National Weather Service forecasters say there is a 40 percent chance of precipitation in Austin on Thursday night. But what does that mean, exactly? And how does that relate to the more general terms you hear forecasters use a lot, like “scattered showers”?
Troy Kimmel and the National Weather Service can explain. Kimmel, who teaches meteorology at the University of Texas, said you’ve probably got a decent sense of the basics, even if you don’t know exactly what the terminology means. But we should briefly cover this.
For instance, let’s say the forecasters call for a 50 percent chance of rain — that does not mean it’s simply a flip of a coin. Nor does it mean that the forecast calls for rain to be falling 50 percent of the time, or for rain to be falling across 50 percent of the region.
It means that if you stand in a particular spot, there is a 50 percent chance you’ll get rained on at some point over the forecast period (usually 12 hours). Within the five-county Austin metro area, a 50 percent chance of rain means that, if I stand in my yard for the entire night, I have a 50 percent chance of getting wet.
Calculating . . .
So where does that 50 percent come from? This guide from the National Weather Service explains.
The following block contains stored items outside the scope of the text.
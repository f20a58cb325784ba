//! Script values held by the host
//!
//! A [`Value`] pairs an engine value with the context it belongs to and
//! owns one host reference on it: cloning takes another reference,
//! dropping releases it. Immediates (numbers, strings, booleans) carry no
//! reference.

use crate::class::{binder, BoundObject, HostObject};
use crate::context::Context;
use crate::convert::IntoJs;
use crate::error::{Error, Result};
use crate::registry;
use hostjs_engine::{ClassId, RawValue};
use std::fmt;

/// A script value owned by the host.
pub struct Value {
    ctx: Context,
    raw: RawValue,
}

impl Value {
    /// Wrap a value whose host reference is transferred to the wrapper.
    pub(crate) fn from_owned(ctx: &Context, raw: RawValue) -> Self {
        Self {
            ctx: ctx.clone(),
            raw,
        }
    }

    /// Wrap a borrowed value, taking a new host reference.
    pub(crate) fn from_borrowed(ctx: &Context, raw: &RawValue) -> Self {
        let raw = ctx.engine().runtime().dup_value(raw);
        Self::from_owned(ctx, raw)
    }

    /// Give up the wrapper, handing its host reference to the caller.
    pub(crate) fn into_raw(mut self) -> RawValue {
        std::mem::take(&mut self.raw)
    }

    /// The underlying engine value (borrowed, no reference taken).
    pub fn raw(&self) -> &RawValue {
        &self.raw
    }

    /// The context this value belongs to.
    pub fn context(&self) -> &Context {
        &self.ctx
    }

    // ===== Predicates =====

    pub fn is_undefined(&self) -> bool {
        self.raw.is_undefined()
    }

    pub fn is_null(&self) -> bool {
        self.raw.is_null()
    }

    pub fn is_bool(&self) -> bool {
        matches!(self.raw, RawValue::Bool(_))
    }

    pub fn is_number(&self) -> bool {
        self.raw.is_number()
    }

    pub fn is_string(&self) -> bool {
        matches!(self.raw, RawValue::String(_))
    }

    pub fn is_object(&self) -> bool {
        self.raw.is_object()
    }

    pub fn is_function(&self) -> bool {
        self.ctx.engine().is_function(&self.raw)
    }

    pub fn is_constructor(&self) -> bool {
        self.ctx.engine().is_constructor(&self.raw)
    }

    /// Script-level type name (`"number"`, `"object"`, ...).
    pub fn type_name(&self) -> &'static str {
        if self.is_function() {
            "function"
        } else {
            self.raw.type_name()
        }
    }

    // ===== Coercions =====

    /// The number this value holds.
    pub fn to_f64(&self) -> Result<f64> {
        self.raw
            .as_f64()
            .ok_or_else(|| Error::type_mismatch("number", self.type_name()))
    }

    /// The number this value holds, truncated toward zero.
    ///
    /// Non-finite numbers become 0; out-of-range numbers saturate.
    pub fn to_i32(&self) -> Result<i32> {
        match self.raw {
            RawValue::Int(n) => Ok(n),
            _ => {
                let n = self.to_f64()?;
                Ok(if n.is_finite() { n as i32 } else { 0 })
            }
        }
    }

    /// Truthiness
    pub fn to_bool(&self) -> bool {
        self.raw.is_truthy()
    }

    /// The string this value holds (no coercion).
    pub fn as_str(&self) -> Option<&str> {
        match &self.raw {
            RawValue::String(s) => Some(s.as_ref()),
            _ => None,
        }
    }

    // ===== Properties =====

    /// `value[name]`
    pub fn get(&self, name: &str) -> Result<Value> {
        let raw = self.ctx.check(self.ctx.engine().get_property(&self.raw, name))?;
        Ok(Value::from_owned(&self.ctx, raw))
    }

    /// `value[name] = v`.
    pub fn set<T: IntoJs>(&self, name: &str, value: T) -> Result<()> {
        let value = value.into_js(&self.ctx)?;
        self.ctx
            .check(self.ctx.engine().set_property(&self.raw, name, value.raw()))
    }

    /// `name in value`.
    pub fn has(&self, name: &str) -> bool {
        self.ctx.engine().has_property(&self.raw, name)
    }

    /// `delete value[name]`
    pub fn delete(&self, name: &str) -> bool {
        self.ctx.engine().delete_property(&self.raw, name)
    }

    /// Enumerable own property names.
    pub fn keys(&self) -> Vec<String> {
        self.ctx.engine().own_enumerable_keys(&self.raw)
    }

    // ===== Calls =====

    /// `value.call(this, ...args)`
    pub fn call(&self, this: &Value, args: &[Value]) -> Result<Value> {
        let args = raw_args(args);
        let raw = self
            .ctx
            .check(self.ctx.engine().call(&self.raw, &this.raw, &args))?;
        Ok(Value::from_owned(&self.ctx, raw))
    }

    /// `value[name](...args)`
    pub fn call_method(&self, name: &str, args: &[Value]) -> Result<Value> {
        let method = self.get(name)?;
        method.call(self, args)
    }

    /// `new value(...args)`
    pub fn construct(&self, args: &[Value]) -> Result<Value> {
        let args = raw_args(args);
        let raw = self
            .ctx
            .check(self.ctx.engine().call_constructor(&self.raw, &args))?;
        Ok(Value::from_owned(&self.ctx, raw))
    }

    /// `Reflect.construct(value, args, new_target)`.
    pub fn construct_with_new_target(&self, new_target: &Value, args: &[Value]) -> Result<Value> {
        let args = raw_args(args);
        let raw = self.ctx.check(self.ctx.engine().call_constructor_with_target(
            &self.raw,
            &new_target.raw,
            &args,
        ))?;
        Ok(Value::from_owned(&self.ctx, raw))
    }

    /// Construct an instance of a class built by a
    /// [`ClassBuilder`](crate::ClassBuilder).
    ///
    /// Fails with [`Error::ClassIdNotFound`] for any other value.
    pub fn call_constructor(&self, args: &[Value]) -> Result<Value> {
        if registry::class_id_of(self).is_none() {
            return Err(Error::ClassIdNotFound);
        }
        self.construct(args)
    }

    /// `value instanceof ctor`.
    pub fn instance_of(&self, ctor: &Value) -> Result<bool> {
        self.ctx
            .check(self.ctx.engine().instance_of(&self.raw, &ctor.raw))
    }

    // ===== Class instances =====

    /// Engine class of this value ([`ClassId::INVALID`] for immediates).
    pub fn class_id(&self) -> ClassId {
        self.ctx.engine().class_id(&self.raw)
    }

    /// Whether this value is an instance with a bound host object.
    pub fn has_instance_data(&self) -> bool {
        binder::resolve(&self.ctx, &self.raw).is_ok()
    }

    /// The host object bound to this instance.
    pub fn bound_object(&self) -> Result<BoundObject> {
        binder::resolve(&self.ctx, &self.raw)
    }

    /// Run `f` on the bound host object, checking its type.
    pub fn with_bound<T: HostObject, R>(&self, f: impl FnOnce(&mut T) -> R) -> Result<R> {
        self.bound_object()?.with(f)
    }
}

/// Borrow the engine values of `args`.
fn raw_args(args: &[Value]) -> Vec<RawValue> {
    args.iter().map(|arg| arg.raw.clone()).collect()
}

impl Clone for Value {
    fn clone(&self) -> Self {
        Value::from_borrowed(&self.ctx, &self.raw)
    }
}

impl Drop for Value {
    fn drop(&mut self) {
        if self.raw.is_object() {
            self.ctx.engine().runtime().free_value(&self.raw);
        }
    }
}

impl PartialEq for Value {
    /// Strict equality: same object, or equal primitives.
    fn eq(&self, other: &Self) -> bool {
        self.raw == other.raw
    }
}

impl fmt::Debug for Value {
    fn fmt(&self, f: &mut fmt::Formatter<'_>) -> fmt::Result {
        f.debug_tuple("Value").field(&self.raw).finish()
    }
}

impl fmt::Display for Value {
    /// Script `String(value)` for primitives; objects render as
    /// `[object Object]`, errors as `Name: message`.
    fn fmt(&self, f: &mut fmt::Formatter<'_>) -> fmt::Result {
        match &self.raw {
            RawValue::Undefined => f.write_str("undefined"),
            RawValue::Null => f.write_str("null"),
            RawValue::Bool(b) => write!(f, "{}", b),
            RawValue::Int(n) => write!(f, "{}", n),
            RawValue::Float(n) => write_number(f, *n),
            RawValue::String(s) => f.write_str(s),
            RawValue::Exception => f.write_str("[exception]"),
            RawValue::Object(_) => {
                if self.class_id() == ClassId::ERROR {
                    let part = |name: &str| self.get(name).ok().and_then(|v| v.as_str().map(String::from));
                    let name = part("name").unwrap_or_else(|| "Error".to_string());
                    match part("message") {
                        Some(message) if !message.is_empty() => write!(f, "{}: {}", name, message),
                        _ => f.write_str(&name),
                    }
                } else if self.is_function() {
                    f.write_str("function () { [native code] }")
                } else {
                    f.write_str("[object Object]")
                }
            }
        }
    }
}

fn write_number(f: &mut fmt::Formatter<'_>, n: f64) -> fmt::Result {
    if n.is_nan() {
        f.write_str("NaN")
    } else if n.is_infinite() {
        f.write_str(if n > 0.0 { "Infinity" } else { "-Infinity" })
    } else if n == n.trunc() && n.abs() < 1e21 {
        write!(f, "{}", n as i64)
    } else {
        write!(f, "{}", n)
    }
}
Basically, a forecaster decides the likelihood rain will fall, then determines how much of the forecast area will probably be rained on.
Let’s say a forecaster thinks that the odds of rain falling are 100 percent, and that rain will drop on 50 percent of the forecast area. From there, it’s multiplication: 100 percent times 50 percent (or 1.0*0.5).
Voila. A 50 percent chance of rain.
Sometimes forecasters substitute descriptions for percentages. But for those of you who like forecasts expressed as percentages can match them up. The Weather Service’s terms go as follows:
0 percent = no chance of rain, anywhere in the forecast area
10 percent = slight chance of isolated showers
20 percent = slight chance of rain
30 percent to 50 percent = a chance of scattered showers
60 percent to 70 percent = showers are “likely” and/or will be “numerous”
80 percent or above = stay inside, otherwise your pant cuffs are gonna be damp
Okay, I made that last one up. The term is actually “categorical.” But that means your pant cuffs are gonna be damp.